Dr. Charles Elachi: On the Golden Age of Space Exploration
Dr. Charles Elachi
"Take risks, but thoughtful risks" became a motto for Dr. Charles Elachi, who as director of the Jet Propulsion Laboratory launched some of America's most risky space missions - during a time that he calls "the Golden Age of Space Exploration." Most of these missions succeeded spectacularly, like the elaborate landing by parachute, cable and sky crane of the Curiosity Rover on Mars in 2012. Not everything worked entirely as planned - as Elachi joked, "this is not easy, it is rocket science after all!" But looking back over a total of 46 years that he spent at JPL, Elachi said "if we only wait until things work perfectly, then we are not trying hard enough."
Elachi was always pushing his staff at JPL to reach high - "Dare Mighty Things" is inscribed on a wall at the facility in Pasadena - and the achievements have been, literally, stellar. Elachi stepped down as JPL's director last summer after 15 years - he remains on the faculty at Caltech - but he is confident that in this golden age of exploration the discoveries will keep coming, as JPL continues to go where no one has gone before.
One of the most audacious plans which Elachi outlined over a LAWAC dinner on January 25th is to send a spacecraft to land on the surface of the frozen moon of Europa, which orbits Jupiter. To get access to what they think is a vast liquid ocean underneath the ice, JPL scientists intend to melt a hole in the ice, and then lower a specially-designed submarine into the water below. The submarine, which they are already testing in the Arctic Ocean on this planet, would seek out any signs of life that might plausibly exist in the ocean.

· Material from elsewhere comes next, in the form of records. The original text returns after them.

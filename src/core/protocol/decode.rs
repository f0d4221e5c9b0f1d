// src/core/protocol/decode.rs

//! Tagged-variant decoder for inbound frames.
//!
//! Inbound frames are decoded structurally, field by field, rather than
//! through derived deserializers: the `type` discriminant is a small integer
//! and unknown message types must be skippable without failing the whole
//! frame.

use super::{
    JsonObject, Op, ParentRef, PeerInfo, SerializedCrdt, ServerMessage, crdt_type, op_code,
    server_msg_code,
};
use crate::core::errors::RoomError;
use serde_json::Value;
use tracing::warn;

/// Parses one text frame into its messages.
///
/// A frame is either a single JSON object or a JSON array of objects. Parse
/// failures and empty arrays yield an empty message list; individual messages
/// with an unknown `type` are skipped with a warning.
pub fn parse_frame(text: &str) -> Vec<ServerMessage> {
    let value: Value = match serde_json::from_str(text) {
        Ok(value) => value,
        Err(err) => {
            warn!("Ignoring unparseable inbound frame: {err}");
            return Vec::new();
        }
    };

    let raw_messages = match value {
        Value::Array(items) => items,
        obj @ Value::Object(_) => vec![obj],
        other => {
            warn!("Ignoring inbound frame of unexpected shape: {other}");
            return Vec::new();
        }
    };

    let mut messages = Vec::with_capacity(raw_messages.len());
    for raw in &raw_messages {
        match server_message_from_json(raw) {
            Ok(msg) => messages.push(msg),
            Err(err) => warn!("Skipping undecodable inbound message: {err}"),
        }
    }
    messages
}

pub fn server_message_from_json(value: &Value) -> Result<ServerMessage, RoomError> {
    let obj = as_object(value)?;
    let msg_type = get_u64(obj, "type")?;
    match msg_type {
        server_msg_code::UPDATE_PRESENCE => Ok(ServerMessage::UpdatePresence {
            actor: get_i32(obj, "actor")?,
            data: get_object(obj, "data")?,
            target_actor: opt_i32(obj, "targetActor")?,
        }),
        server_msg_code::USER_JOINED => Ok(ServerMessage::UserJoined {
            actor: get_i32(obj, "actor")?,
            peer: peer_info_from(obj)?,
        }),
        server_msg_code::USER_LEFT => Ok(ServerMessage::UserLeft {
            actor: get_i32(obj, "actor")?,
        }),
        server_msg_code::BROADCASTED_EVENT => Ok(ServerMessage::BroadcastedEvent {
            actor: get_i32(obj, "actor")?,
            event: obj
                .get("event")
                .cloned()
                .ok_or_else(|| missing("event"))?,
        }),
        server_msg_code::ROOM_STATE => {
            let users_obj = get_object(obj, "users")?;
            let mut users = Vec::with_capacity(users_obj.len());
            for (actor_key, meta) in &users_obj {
                let actor: i32 = actor_key.parse().map_err(|_| {
                    RoomError::Protocol(format!("ROOM_STATE actor key '{actor_key}' is not an integer"))
                })?;
                users.push((actor, peer_info_from(as_object(meta)?)?));
            }
            Ok(ServerMessage::RoomState { users })
        }
        server_msg_code::INITIAL_STORAGE_STATE => {
            let raw_items = get_array(obj, "items")?;
            let mut items = Vec::with_capacity(raw_items.len());
            for raw in raw_items {
                let pair = raw.as_array().filter(|pair| pair.len() == 2).ok_or_else(|| {
                    RoomError::Protocol("storage item is not an [id, crdt] pair".into())
                })?;
                let id = pair[0]
                    .as_str()
                    .ok_or_else(|| RoomError::Protocol("storage item id is not a string".into()))?;
                items.push((id.to_string(), serialized_crdt_from_json(&pair[1])?));
            }
            Ok(ServerMessage::InitialStorageState { items })
        }
        server_msg_code::UPDATE_STORAGE => {
            let raw_ops = get_array(obj, "ops")?;
            let mut ops = Vec::with_capacity(raw_ops.len());
            for raw in raw_ops {
                ops.push(op_from_json(raw)?);
            }
            Ok(ServerMessage::UpdateStorage { ops })
        }
        server_msg_code::REJECT_STORAGE_OP => {
            let op_ids = get_array(obj, "opIds")?
                .iter()
                .filter_map(|v| v.as_str().map(str::to_string))
                .collect();
            Ok(ServerMessage::RejectStorageOp {
                op_ids,
                reason: get_string(obj, "reason")?,
            })
        }
        other => Err(RoomError::Protocol(format!(
            "Unknown server message type {other}"
        ))),
    }
}

pub fn op_from_json(value: &Value) -> Result<Op, RoomError> {
    let obj = as_object(value)?;
    let op_type = get_u64(obj, "type")?;
    let op_id = opt_string(obj, "opId");
    match op_type {
        op_code::CREATE_OBJECT => Ok(Op::CreateObject {
            op_id,
            id: get_string(obj, "id")?,
            parent_id: opt_string(obj, "parentId"),
            parent_key: opt_string(obj, "parentKey"),
            data: get_object(obj, "data")?,
        }),
        op_code::CREATE_LIST => Ok(Op::CreateList {
            op_id,
            id: get_string(obj, "id")?,
            parent_id: get_string(obj, "parentId")?,
            parent_key: get_string(obj, "parentKey")?,
        }),
        op_code::CREATE_MAP => Ok(Op::CreateMap {
            op_id,
            id: get_string(obj, "id")?,
            parent_id: get_string(obj, "parentId")?,
            parent_key: get_string(obj, "parentKey")?,
        }),
        op_code::CREATE_REGISTER => Ok(Op::CreateRegister {
            op_id,
            id: get_string(obj, "id")?,
            parent_id: get_string(obj, "parentId")?,
            parent_key: get_string(obj, "parentKey")?,
            data: obj.get("data").cloned().ok_or_else(|| missing("data"))?,
        }),
        op_code::UPDATE_OBJECT => Ok(Op::UpdateObject {
            op_id,
            id: get_string(obj, "id")?,
            data: get_object(obj, "data")?,
        }),
        op_code::DELETE_OBJECT_KEY => Ok(Op::DeleteObjectKey {
            op_id,
            id: get_string(obj, "id")?,
            key: get_string(obj, "key")?,
        }),
        op_code::SET_PARENT_KEY => Ok(Op::SetParentKey {
            op_id,
            id: get_string(obj, "id")?,
            parent_key: get_string(obj, "parentKey")?,
        }),
        op_code::DELETE_CRDT => Ok(Op::DeleteCrdt {
            op_id,
            id: get_string(obj, "id")?,
        }),
        op_code::ACK => Ok(Op::Ack {
            op_id: get_string(obj, "opId")?,
        }),
        other => Err(RoomError::Protocol(format!("Unknown op type {other}"))),
    }
}

pub fn serialized_crdt_from_json(value: &Value) -> Result<SerializedCrdt, RoomError> {
    let obj = as_object(value)?;
    let tag = get_u64(obj, "type")?;
    match tag {
        crdt_type::OBJECT => Ok(SerializedCrdt::Object {
            parent: opt_parent(obj)?,
            data: get_object(obj, "data")?,
        }),
        crdt_type::LIST => Ok(SerializedCrdt::List {
            parent: required_parent(obj)?,
        }),
        crdt_type::MAP => Ok(SerializedCrdt::Map {
            parent: required_parent(obj)?,
        }),
        crdt_type::REGISTER => Ok(SerializedCrdt::Register {
            parent: required_parent(obj)?,
            data: obj.get("data").cloned().ok_or_else(|| missing("data"))?,
        }),
        other => Err(RoomError::Protocol(format!("Unknown crdt type {other}"))),
    }
}

fn opt_parent(obj: &JsonObject) -> Result<Option<ParentRef>, RoomError> {
    match (opt_string(obj, "parentId"), opt_string(obj, "parentKey")) {
        (Some(id), Some(key)) => Ok(Some(ParentRef { id, key })),
        (None, None) => Ok(None),
        _ => Err(RoomError::Protocol(
            "parentId and parentKey must be present together".into(),
        )),
    }
}

fn required_parent(obj: &JsonObject) -> Result<ParentRef, RoomError> {
    opt_parent(obj)?.ok_or_else(|| missing("parentId"))
}

fn peer_info_from(obj: &JsonObject) -> Result<PeerInfo, RoomError> {
    let scopes = match obj.get("scopes") {
        Some(Value::Array(values)) => values
            .iter()
            .filter_map(|v| v.as_str().map(str::to_string))
            .collect(),
        _ => Vec::new(),
    };
    Ok(PeerInfo {
        id: opt_string(obj, "id"),
        info: obj.get("info").filter(|v| !v.is_null()).cloned(),
        scopes,
    })
}

fn missing(field: &str) -> RoomError {
    RoomError::Protocol(format!("Missing required field '{field}'"))
}

fn as_object(value: &Value) -> Result<&JsonObject, RoomError> {
    value
        .as_object()
        .ok_or_else(|| RoomError::Protocol("Expected a JSON object".into()))
}

fn get_u64(obj: &JsonObject, field: &str) -> Result<u64, RoomError> {
    obj.get(field)
        .and_then(Value::as_u64)
        .ok_or_else(|| missing(field))
}

fn get_i32(obj: &JsonObject, field: &str) -> Result<i32, RoomError> {
    obj.get(field)
        .and_then(Value::as_i64)
        .map(|n| n as i32)
        .ok_or_else(|| missing(field))
}

fn opt_i32(obj: &JsonObject, field: &str) -> Result<Option<i32>, RoomError> {
    match obj.get(field) {
        None | Some(Value::Null) => Ok(None),
        Some(value) => value
            .as_i64()
            .map(|n| Some(n as i32))
            .ok_or_else(|| RoomError::Protocol(format!("Field '{field}' is not an integer"))),
    }
}

fn get_string(obj: &JsonObject, field: &str) -> Result<String, RoomError> {
    obj.get(field)
        .and_then(Value::as_str)
        .map(str::to_string)
        .ok_or_else(|| missing(field))
}

fn opt_string(obj: &JsonObject, field: &str) -> Option<String> {
    obj.get(field).and_then(Value::as_str).map(str::to_string)
}

fn get_object(obj: &JsonObject, field: &str) -> Result<JsonObject, RoomError> {
    obj.get(field)
        .and_then(Value::as_object)
        .cloned()
        .ok_or_else(|| missing(field))
}

fn get_array<'a>(obj: &'a JsonObject, field: &str) -> Result<&'a Vec<Value>, RoomError> {
    obj.get(field)
        .and_then(Value::as_array)
        .ok_or_else(|| missing(field))
}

And if this sounds like science fiction, Elachi is not perturbed. Some of the space movies he actually thinks are quite close to reality - notably the recent film starring Matt Damon, The Martian. "A lot of that film was pretty accurate - we could be doing that kind of thing on Mars in about 20 years," he said. (One Hollywood dramatization that was not scientifically-based was the storm that wrecked the Mars outpost - Elachi said that because the atmosphere is so thin on Mars, one would barely feel the effects of a storm.)
On the question of whether we should send humans to explore other planets, Elachi said that scientifically it made little sense. "We can get robots to do all the work much more cheaply than humans." But he acknowledged that human space travel was inspiring and captures the imagination of the general public, and expects a human mission to Mars to happen - albeit not as quickly as Elon Musk is proposing. "I think it will take at least 20 years."
Meanwhile JPL will be sending another Rover to Mars that will be able to collect soil samples, put them in canisters, deposit them into a rocket that they will land on the planet, and then bring them back to Earth. And to help this Rover find interesting samples, they are designing a small drone that can fly around the Rover and direct it to sites of interest. And to really wow people they will set up a virtual reality system that will allow people to put on 3-D goggles at home and then be transported to the surface of Mars and walk around the Rover, looking at the surroundings.
As for the search for extraterrestrial life, Elachi thinks it is entirely possible - although it may not look like life on earth, might not even be based on carbon as life is on this planet. But while we need to keep an open mind about what life elsewhere might look like, any discovery would be revolutionary. "If we find a planet with oceans and any evidence of life, it will change our whole conception of our universe. I am sure the President would tweet about it."